Certes, le château, avec son positionnement, assure une protection suffisante face aux bandits de grand chemin, mais il ne saurait repousser une armée structurée et équipée pour organiser un siège. Véritable mise en scène du pouvoir royal, la forteresse affiche un vocabulaire monumental mais sans réel souci d’efficacité défensive.
Deux pouvoirs en place
L’effet de puissance de la Roquette est avant tout symbolique : en 1215, les évêques de Maguelone ont repris le gigantesque chantier de requalification du château comtal initié par le comte de Toulouse. Cet édifice démesuré, très au-dessus de leurs moyens, leur permet d’affirmer leur autorité face à des vassaux indociles, comme le roi d’Aragon, nouveau seigneur de Montpellier, et à des voisins dangereux, comme le roi de France qui souhaite par tous les moyens étendre son territoire jusqu’à la mer.
Le château de la Roquette apparaît comme la réponse de ce dernier au défi épiscopal : la situation est d’autant plus complexe que le seigneur de la Roquette est à la fois vassal de l’évêque et officier royal. Des conflits éclatent régulièrement tout au long du XIIIe siècle, les troupes royales multipliant les incursions sur les terres comtales. Le pape multiplie les plaintes auprès du roi de France qui ne se hâte pas de ramener l’ordre.
Au fil du temps, les tensions s’apaisent : alors que l’évêque fait face à l’hostilité du puissant roi Jacques d’Aragon, son vassal pour la seigneurie de Montpellier, le roi de France change de stratégie et se pose en protecteur du prélat. Ce revirement est peut-être lié au fait que dès les années 1250, le roi est parvenu à contourner le comté de Melgueil pour accéder à la Méditerranée. En achetant des terres à l’abbaye de Psalmody (Saint-Laurent-d’Aigouze), il peut enfin construire un nouveau port qui lui permet de s’affranchir de la coûteuse flotte des navires italiens : Aigues-Mortes.
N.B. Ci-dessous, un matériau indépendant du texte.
// Copyright (c) 2025 Felix Kahle.
//
// Permission is hereby granted, free of charge, to any person obtaining
// a copy of this software and associated documentation files (the
// "Software"), to deal in the Software without restriction, including
// without limitation the rights to use, copy, modify, merge, publish,
// distribute, sublicense, and/or sell copies of the Software, and to
// permit persons to whom the Software is furnished to do so, subject to
// the following conditions:
//
// The above copyright notice and this permission notice shall be
// included in all copies or substantial portions of the Software.
//
// THE SOFTWARE IS PROVIDED "AS IS", WITHOUT WARRANTY OF ANY KIND,
// EXPRESS OR IMPLIED, INCLUDING BUT NOT LIMITED TO THE WARRANTIES OF
// MERCHANTABILITY, FITNESS FOR A PARTICULAR PURPOSE AND
// NONINFRINGEMENT. IN NO EVENT SHALL THE AUTHORS OR COPYRIGHT HOLDERS BE
// LIABLE FOR ANY CLAIM, DAMAGES OR OTHER LIABILITY, WHETHER IN AN ACTION
// OF CONTRACT, TORT OR OTHERWISE, ARISING FROM, OUT OF OR IN CONNECTION
// WITH THE SOFTWARE OR THE USE OR OTHER DEALINGS IN THE SOFTWARE.

use crate::{
    config::EngineConfig,
    error::EngineError,
    lifecycle::{HoldRequest, PlacementController},
    placement::Placement,
    stackmap::StackMap,
    store::{InMemoryStore, OccupancyStore},
    suggest::{SuggestRequest, Suggestion, SuggestionEngine},
};
use tracing::{debug, instrument};
use yard_stack_core::prelude::*;
use yard_stack_model::prelude::*;

/// Entry point for collaborators: every yard operation over one store.
///
/// The engine is `Sync` whenever its store and clock are, so a single
/// instance can serve concurrent callers.
#[derive(Debug)]
pub struct YardEngine<S, K> {
    store: S,
    clock: K,
    config: EngineConfig,
}

impl YardEngine<InMemoryStore, SystemClock> {
    pub fn in_memory(layout: YardLayout, config: EngineConfig) -> Self {
        Self::new(InMemoryStore::new(layout), SystemClock, config)
    }
}

impl<S, K> YardEngine<S, K>
where
    S: OccupancyStore,
    K: Clock,
{
    pub fn new(store: S, clock: K, config: EngineConfig) -> Self {
        debug!(slots = store.layout().slot_count(), "Starting yard engine");
        Self {
            store,
            clock,
            config,
        }
    }

    #[inline]
    pub fn store(&self) -> &S {
        &self.store
    }

    #[inline]
    pub fn clock(&self) -> &K {
        &self.clock
    }

    #[inline]
    pub fn config(&self) -> &EngineConfig {
        &self.config
    }

    #[inline]
    pub fn layout(&self) -> &YardLayout {
        self.store.layout()
    }

    #[inline]
    fn controller(&self) -> PlacementController<'_, S, K> {
        PlacementController::new(&self.store, &self.clock)
    }

    #[instrument(level = "debug", skip_all)]
    pub fn stack_map(&self) -> StackMap {
        StackMap::project(&self.store, self.clock.now())
    }

    #[instrument(level = "debug", skip_all, fields(container = container_no.as_str()))]
    pub fn locate(&self, container_no: &ContainerNo) -> Result<TierAddress, EngineError> {
        self.store
            .locate(container_no)
            .ok_or_else(|| EngineError::container_not_found(container_no.clone()))
    }

    #[instrument(level = "debug", skip_all, fields(%slot))]
    pub fn stack_slot(&self, slot: SlotId) -> Result<Vec<Placement>, EngineError> {
        self.store.list_by_slot(slot)
    }

    #[instrument(level = "debug", skip_all, fields(%slot, tier = ?request.tier()))]
    pub fn hold(&self, slot: SlotId, request: HoldRequest) -> Result<TierAddress, EngineError> {
        self.controller().hold(slot, request)
    }

    #[instrument(level = "debug", skip_all, fields(%address, container = container_no.as_str()))]
    pub fn confirm(
        &self,
        address: TierAddress,
        container_no: ContainerNo,
    ) -> Result<Placement, EngineError> {
        self.controller().confirm(address, container_no)
    }

    #[instrument(level = "debug", skip_all, fields(%address))]
    pub fn release(&self, address: TierAddress) -> Result<Placement, EngineError> {
        self.controller().release(address)
    }

    #[instrument(level = "debug", skip_all, fields(container = container_no.as_str()))]
    pub fn remove_by_container(&self, container_no: &ContainerNo) -> Result<Placement, EngineError> {
        self.controller().remove_by_container(container_no)
    }

    #[instrument(level = "debug", skip_all)]
    pub fn suggest(&self, request: &SuggestRequest) -> Vec<Suggestion> {
        SuggestionEngine::new(&self.store, &self.config.scoring).suggest(request)
    }

    #[instrument(level = "debug", skip_all, fields(container = container_no.as_str(), %slot))]
    pub fn assign(&self, container_no: ContainerNo, slot: SlotId) -> Result<Placement, EngineError> {
        self.controller().assign(container_no, slot)
    }

    /// Holds older than the configured `stale_after_ms`.
    pub fn stale_holds(&self) -> Vec<Placement> {
        self.controller().stale_holds(self.config.holds.stale_after())
    }

    #[inline]
    pub fn display_location(&self, address: TierAddress) -> Option<String> {
        self.store.layout().display_location(address)
    }
}

#[cfg(test)]
mod tests {
    use super::*;
    use crate::{config::HoldConfig, error::ErrorKind, placement::PlacementStatus};
    use rayon::prelude::*;
    use static_assertions::assert_impl_all;
    use std::time::Duration;

    assert_impl_all!(YardEngine<InMemoryStore, SystemClock>: Send, Sync);
    assert_impl_all!(YardEngine<std::sync::Arc<InMemoryStore>, ManualClock>: Send, Sync);

    fn c(s: &str) -> ContainerNo {
        ContainerNo::parse(s).unwrap()
    }

    fn layout(slots: u32, cap: u8) -> YardLayout {
        let mut b = YardLayoutBuilder::new();
        b.add_yard(Yard::new(YardId::new(1), "North")).unwrap();
        b.add_block(Block::new(BlockId::new(1), "B", YardId::new(1)))
            .unwrap();
        for i in 0..slots {
            b.add_slot(Slot::new(
                SlotId::new(i + 1),
                format!("{:02}", i + 1),
                BlockId::new(1),
                "A",
                i / 4,
                i % 4,
                TierCapacity::new(cap).unwrap(),
            ))
            .unwrap();
        }
        b.build()
    }

    fn engine(slots: u32, cap: u8) -> YardEngine<InMemoryStore, ManualClock> {
        YardEngine::new(
            InMemoryStore::new(layout(slots, cap)),
            ManualClock::new(Timestamp::from_millis(10_000)),
            EngineConfig::default(),
        )
    }

    #[test]
    fn test_staged_flow_through_facade() {
        let e = engine(2, 3);
        let best = e.suggest(&SuggestRequest::default())[0];
        let address = e.hold(best.slot(), HoldRequest::auto().by("gate")).unwrap();
        assert_eq!(address, best.address());

        e.confirm(address, c("MSCU1234567")).unwrap();
        assert_eq!(e.locate(&c("MSCU1234567")).unwrap(), address);
        assert_eq!(
            e.display_location(address).as_deref(),
            Some("North/B-01-T1")
        );

        let stack = e.stack_slot(address.slot()).unwrap();
        assert_eq!(stack[0].status(), PlacementStatus::Occupied);
        assert_eq!(stack[0].held_by(), Some("gate"));
        assert_eq!(e.stack_map().counts().occupied(), 1);

        e.remove_by_container(&c("MSCU1234567")).unwrap();
        assert_eq!(
            e.locate(&c("MSCU1234567")).unwrap_err().kind(),
            ErrorKind::NotFound
        );
    }

    #[test]
    fn test_unknown_slot_is_not_found() {
        let e = engine(1, 1);
        assert_eq!(
            e.stack_slot(SlotId::new(7)).unwrap_err().kind(),
            ErrorKind::NotFound
        );
        assert!(
            e.display_location(TierAddress::new(SlotId::new(1), Tier::new(2).unwrap()))
                .is_none()
        );
    }

    #[test]
    fn test_stale_holds_follow_config() {
        let e = YardEngine::new(
            InMemoryStore::new(layout(2, 1)),
            ManualClock::default(),
            EngineConfig {
                holds: HoldConfig {
                    stale_after_ms: 1_000,
                },
                ..EngineConfig::default()
            },
        );
        let a = e.hold(SlotId::new(1), HoldRequest::auto()).unwrap();
        assert!(e.stale_holds().is_empty());

        e.clock().advance(Duration::from_millis(1_000));
        let stale = e.stale_holds();
        assert_eq!(stale.len(), 1);
        assert_eq!(stale[0].address(), a);

        e.release(a).unwrap();
        assert!(e.stale_holds().is_empty());
    }

    #[test]
    fn test_parallel_mixed_workload_keeps_invariants() {
        let e = engine(8, 3);
        (0..200u32).into_par_iter().for_each(|i| {
            let slot = SlotId::new(i % 8 + 1);
            let container = c(&format!("W{}", i % 40));
            match i % 4 {
                0 | 1 => {
                    let _ = e.assign(container, slot);
                }
                2 => {
                    let _ = e.remove_by_container(&container);
                }
                _ => {
                    let suggestions = e.suggest(&SuggestRequest::default());
                    assert!(suggestions.len() <= e.config().scoring.top_k);
                }
            }
        });

        assert!(e.store().verify().is_ok());
        let map = e.stack_map();
        assert_eq!(map.counts().held(), 0);
        assert_eq!(map.counts().occupied(), e.store().locator_len());
        assert_eq!(map.counts().total(), 24);
    }
}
En 1302, l’évêque autorise le seigneur de la Roquette à construire de nouvelles fortifications autour du château, dont une enceinte basse ponctuée d’archères.
La fin du château
En 1416, Marie de Pian prête un dernier hommage à l’évêque pour le château et ses possessions. Puis le château change de mains à plusieurs reprises. Au milieu du XVIe siècle, il devient la propriété de Fulcrand de Roquefeuil, futur gentilhomme ordinaire de la Chambre du Roi : mais celui-ci l’abandonne bientôt au profit d’une nouvelle résidence au Mas-de-Londres, plus confortable et offrant tout le luxe de la Renaissance.
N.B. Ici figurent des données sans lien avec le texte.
// Copyright (c) 2025 Felix Kahle.
//
// Permission is hereby granted, free of charge, to any person obtaining
// a copy of this software and associated documentation files (the
// "Software"), to deal in the Software without restriction, including
// without limitation the rights to use, copy, modify, merge, publish,
// distribute, sublicense, and/or sell copies of the Software, and to
// permit persons to whom the Software is furnished to do so, subject to
// the following conditions:
//
// The above copyright notice and this permission notice shall be
// included in all copies or substantial portions of the Software.
//
// THE SOFTWARE IS PROVIDED "AS IS", WITHOUT WARRANTY OF ANY KIND,
// EXPRESS OR IMPLIED, INCLUDING BUT NOT LIMITED TO THE WARRANTIES OF
// MERCHANTABILITY, FITNESS FOR A PARTICULAR PURPOSE AND
// NONINFRINGEMENT. IN NO EVENT SHALL THE AUTHORS OR COPYRIGHT HOLDERS BE
// LIABLE FOR ANY CLAIM, DAMAGES OR OTHER LIABILITY, WHETHER IN AN ACTION
// OF CONTRACT, TORT OR OTHERWISE, ARISING FROM, OUT OF OR IN CONNECTION
// WITH THE SOFTWARE OR THE USE OR OTHER DEALINGS IN THE SOFTWARE.

//! # Yard Layout Model (`yard-stack-model`)
//!
//! Static description of a container yard: named [`layout::Yard`]s split into
//! [`layout::Block`]s, which in turn hold addressable [`layout::Slot`]s that stack
//! containers up to their tier capacity.
//!
//! A [`yard::YardLayout`] is built once through the validating
//! [`yard::YardLayoutBuilder`] and never changes afterwards. Occupancy of the
//! slots is tracked by the stacking engine, not here.

pub mod err;
pub mod layout;
pub mod yard;

pub mod prelude {
    pub use crate::err::{DuplicateCodeError, LayoutBuildError, UnknownParentError};
    pub use crate::layout::{Block, ContainerSize, Slot, Yard};
    pub use crate::yard::{LayoutDefinition, YardLayout, YardLayoutBuilder};
}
Un siècle avant Montferrand, le château de la Roquette a perdu toute utilité stratégique, le roi de France et l’évêque de Maguelone ayant fait définitivement la paix, désormais unis face au péril protestant. Son nom s’efface aussi des mémoires au profit de Viviourès (Bibieures) qui est celui d’une ferme située en contrebas.